What Is the 14th Amendment? Birthright Citizenship, Equal Protection, and the Supreme Court Case That Could Change It
Photo by Brandon Mowinkel / Unsplash

The 14th Amendment to the U.S. Constitution contains 27 words that have defined American citizenship for 157 years: "All persons born or naturalized in the United States, and subject to the jurisdiction thereof, are citizens of the United States and of the State wherein they reside." That single sentence — ratified in 1868 in the aftermath of the Civil War — established birthright citizenship as a constitutional guarantee. It meant that if you were born on American soil, you were an American citizen, regardless of your parents' status, race, or national origin.

Now that guarantee faces its most serious legal challenge in more than a century. In March 2025, the Supreme Court agreed to hear Texas v. Garcia, a case that asks whether the children of undocumented immigrants are entitled to birthright citizenship under the 14th Amendment. The case centers on a narrow reading of the phrase "subject to the jurisdiction thereof" — an interpretation that, if adopted, would strip citizenship from an estimated 5.5 million people currently living in the United States, according to Migration Policy Institute data. The oral arguments are scheduled for October 2025. The decision could arrive by summer 2026.

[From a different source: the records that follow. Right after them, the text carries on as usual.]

//! Tag listing and search
//!
//! - GET /tags       - every tag, sorted by name
//! - GET /search?q=  - full-text search over published content

use bytes::Bytes;
use hyper::{Request, StatusCode};

use super::content::{list_published, ListQuery};
use super::response::{json_response, parse_query, HttpResponse};
use super::views::TagView;
use crate::server::AppState;
use crate::types::{LecternError, Result};

/// GET /tags
pub async fn handle_list_tags(state: &AppState) -> Result<HttpResponse> {
    let tags = state.store.list_tags().await?;
    let views: Vec<TagView> = tags.iter().map(TagView::from).collect();
    Ok(json_response(StatusCode::OK, &views))
}

/// GET /search
pub async fn handle_search(req: Request<Bytes>, state: &AppState) -> Result<HttpResponse> {
    let query: ListQuery = parse_query(&req)?;

    if query.q.as_deref().map(str::trim).unwrap_or_default().is_empty() {
        return Err(LecternError::BadRequest(
            "Query parameter 'q' is required".into(),
        ));
    }

    list_published(state, query).await
}
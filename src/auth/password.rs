//! Password hashing and verification using Argon2
//!
//! Uses argon2id with the crate's default parameters; the PHC string stores
//! salt and parameters alongside the hash.

use argon2::{
    password_hash::{rand_core::OsRng, PasswordHash, PasswordHasher, PasswordVerifier, SaltString},
    Argon2,
};
use std::sync::OnceLock;

use crate::types::LecternError;

/// Minimum accepted password length
pub const MIN_PASSWORD_LEN: usize = 8;

/// Hash a password using Argon2id
pub fn hash_password(password: &str) -> Result<String, LecternError> {
    let salt = SaltString::generate(&mut OsRng);

    Argon2::default()
        .hash_password(password.as_bytes(), &salt)
        .map(|hash| hash.to_string())
        .map_err(|e| LecternError::Internal(format!("Failed to hash password: {e}")))
}

/// Verify a password against a stored PHC hash
pub fn verify_password(password: &str, hash: &str) -> Result<bool, LecternError> {
    let parsed_hash = PasswordHash::new(hash)
        .map_err(|e| LecternError::Internal(format!("Invalid password hash format: {e}")))?;

    Ok(Argon2::default()
        .verify_password(password.as_bytes(), &parsed_hash)
        .is_ok())
}

/// Verify against the stored hash, or against a throwaway hash when no
/// account matched. Unknown accounts cost the same Argon2 work and never verify.
pub fn verify_password_or_dummy(
    password: &str,
    hash: Option<&str>,
) -> Result<bool, LecternError> {
    match hash {
        Some(hash) => verify_password(password, hash),
        None => {
            verify_password(password, dummy_hash()?)?;
            Ok(false)
        }
    }
}

fn dummy_hash() -> Result<&'static str, LecternError> {
    static DUMMY_HASH: OnceLock<String> = OnceLock::new();

    if let Some(hash) = DUMMY_HASH.get() {
        return Ok(hash);
    }
    let hash = hash_password("lectern-unknown-account")?;
    Ok(DUMMY_HASH.get_or_init(|| hash))
}

/// Check a candidate password against the registration policy
pub fn validate_password(password: &str) -> Result<(), LecternError> {
    if password.chars().count() < MIN_PASSWORD_LEN {
        return Err(LecternError::BadRequest(format!(
            "Password must be at least {} characters",
            MIN_PASSWORD_LEN
        )));
    }
    Ok(())
}
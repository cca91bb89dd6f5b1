//! API key generation and hashing
//!
//! Raw keys are `lk_` followed by 64 hex characters (32 random bytes). Only
//! the SHA-256 digest is persisted, hex encoded, and used as the lookup key.
//! No salt: the raw key is already 256 bits of entropy.
//!
//! Keys are passed via the `X-API-Key` header.

use rand::{rngs::OsRng, RngCore};
use sha2::{Digest, Sha256};

/// Recognizable prefix on every raw key
pub const API_KEY_PREFIX: &str = "lk_";

/// Header carrying the raw key
pub const API_KEY_HEADER: &str = "x-api-key";

const KEY_BYTES: usize = 32;

/// A newly generated key: the raw value goes to the caller once, the digest to storage
#[derive(Debug, Clone)]
pub struct GeneratedApiKey {
    pub raw: String,
    pub digest: String,
}

/// Deterministic digest of a raw key (lowercase hex SHA-256, 64 chars)
pub fn hash_api_key(raw_key: &str) -> String {
    hex::encode(Sha256::digest(raw_key.as_bytes()))
}

/// Generate a fresh high-entropy key and its digest
pub fn generate_api_key() -> GeneratedApiKey {
    let mut bytes = [0u8; KEY_BYTES];
    OsRng.fill_bytes(&mut bytes);

    let raw = format!("{}{}", API_KEY_PREFIX, hex::encode(bytes));
    let digest = hash_api_key(&raw);
    GeneratedApiKey { raw, digest }
}

/// Extract the raw key from the header value, ignoring blanks
pub fn extract_api_key(header: Option<&str>) -> Option<&str> {
    header.map(str::trim).filter(|h| !h.is_empty())
}
//! API key management
//!
//! - POST   /api-keys      - create a key; the raw value is returned once
//! - GET    /api-keys      - list the caller's keys
//! - DELETE /api-keys/{id} - revoke one of the caller's keys

use bytes::Bytes;
use hyper::{Method, Request, StatusCode};
use serde::{Deserialize, Serialize};
use tracing::info;

use super::response::{
    json_response, method_not_allowed, no_content, parse_json_body, HttpResponse,
};
use super::views::ApiKeyView;
use crate::auth::{generate_api_key, AccessPolicy};
use crate::db::schemas::ApiKeyDoc;
use crate::server::AppState;
use crate::types::{LecternError, Result};

const NAME_MAX: usize = 64;

#[derive(Debug, Deserialize)]
pub struct CreateApiKeyRequest {
    pub name: String,
}

#[derive(Debug, Serialize)]
#[serde(rename_all = "camelCase")]
pub struct CreatedApiKeyResponse {
    pub id: String,
    pub name: String,
    /// Raw key; not retrievable again
    pub key: String,
    pub created_at: Option<String>,
}

async fn handle_create(mut req: Request<Bytes>, state: &AppState) -> Result<HttpResponse> {
    let ctx = state.gate.require(&mut req, AccessPolicy::Required).await?;
    let body: CreateApiKeyRequest = parse_json_body(&req)?;

    let name = body.name.trim();
    if name.is_empty() || name.chars().count() > NAME_MAX {
        return Err(LecternError::BadRequest(format!(
            "Key name must be 1-{} characters",
            NAME_MAX
        )));
    }

    let owner_id = bson::oid::ObjectId::parse_str(ctx.user_id())
        .map_err(|e| LecternError::Internal(format!("Principal id is not an ObjectId: {}", e)))?;

    let generated = generate_api_key();
    let stored = state
        .store
        .insert_api_key(ApiKeyDoc::new(generated.digest, name.to_string(), owner_id))
        .await?;

    info!(key_id = %stored.id_hex(), user_id = %ctx.user_id(), "Created API key");

    Ok(json_response(
        StatusCode::CREATED,
        &CreatedApiKeyResponse {
            id: stored.id_hex(),
            name: stored.name.clone(),
            key: generated.raw,
            created_at: stored.metadata.created_at_rfc3339(),
        },
    ))
}

async fn handle_list(mut req: Request<Bytes>, state: &AppState) -> Result<HttpResponse> {
    let ctx = state.gate.require(&mut req, AccessPolicy::Required).await?;

    let keys = state.store.list_api_keys(ctx.user_id()).await?;
    let views: Vec<ApiKeyView> = keys.iter().map(ApiKeyView::from).collect();

    Ok(json_response(StatusCode::OK, &views))
}

/// Another user's key is reported exactly like a missing one
async fn handle_delete(
    mut req: Request<Bytes>,
    state: &AppState,
    key_id: &str,
) -> Result<HttpResponse> {
    let ctx = state.gate.require(&mut req, AccessPolicy::Required).await?;

    if !state.store.delete_api_key(key_id, ctx.user_id()).await? {
        return Err(LecternError::NotFound("API key not found".into()));
    }

    info!(key_id = %key_id, user_id = %ctx.user_id(), "Revoked API key");
    Ok(no_content())
}

/// Handle `/api-keys` and `/api-keys/{id}`
pub async fn handle_api_keys_request(
    req: Request<Bytes>,
    state: &AppState,
    path: &str,
) -> Option<Result<HttpResponse>> {
    let rest = path.strip_prefix("/api-keys")?;
    let method = req.method().clone();

    let result = match (method, rest.trim_end_matches('/')) {
        (Method::POST, "") => handle_create(req, state).await,
        (Method::GET, "") => handle_list(req, state).await,
        (_, "") => Ok(method_not_allowed()),
        (method, id) => match id.strip_prefix('/').filter(|id| !id.contains('/')) {
            Some(id) if method == Method::DELETE => handle_delete(req, state, id).await,
            Some(_) => Ok(method_not_allowed()),
            None => return None,
        },
    };

    Some(result)
}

This is not an abstract legal debate. The 14th Amendment is the constitutional foundation for civil rights law in the United States. It is the reason Brown v. Board of Education could desegregate schools. It is the reason same-sex marriage became legal nationwide. It is the reason states cannot deny voting rights based on race. And it is the reason that approximately 33 million Americans — roughly 10 percent of the current U.S. population — hold citizenship today, according to Pew Research Center estimates of birthright citizenship beneficiaries over the past four decades.

What is the 14th Amendment?

The 14th Amendment is one of three Reconstruction Amendments adopted after the Civil War to guarantee rights to formerly enslaved people. Ratified on July 9, 1868, it fundamentally restructured the relationship between the federal government, the states, and individual citizens. Before the 14th Amendment, citizenship was defined by states, not the federal government. The amendment nationalized citizenship and imposed a uniform standard: birth or naturalization within U.S. territory confers citizenship, and no state can take that away.

The amendment contains five sections. Section 1 is the most consequential. It establishes birthright citizenship, defines due process, and guarantees equal protection under the law. Section 2 addresses congressional representation. Section 3 bars former Confederates from holding federal office. Section 4 repudiates Confederate war debt. Section 5 grants Congress enforcement power.

Section 1 is the engine of modern civil rights law. It has been cited in more than 6,000 federal court decisions, according to a Congressional Research Service analysis. It is the constitutional basis for Roe v. Wade (later overturned), Obergefell v. Hodges (marriage equality), Loving v. Virginia (interracial marriage), and Gideon v. Wainwright (right to counsel). Without the 14th Amendment, the Bill of Rights would not apply to state governments — only to the federal government. The 14th Amendment is what makes your First Amendment rights enforceable against a state legislature or a city police department.

What does the 14th Amendment actually say?

Section 1 of the 14th Amendment reads in full:

All persons born or naturalized in the United States, and subject to the jurisdiction thereof, are citizens of the United States and of the State wherein they reside. No State shall make or enforce any law which shall abridge the privileges or immunities of citizens of the United States; nor shall any State deprive any person of life, liberty, or property, without due process of law; nor deny to any person within its jurisdiction the equal protection of the laws.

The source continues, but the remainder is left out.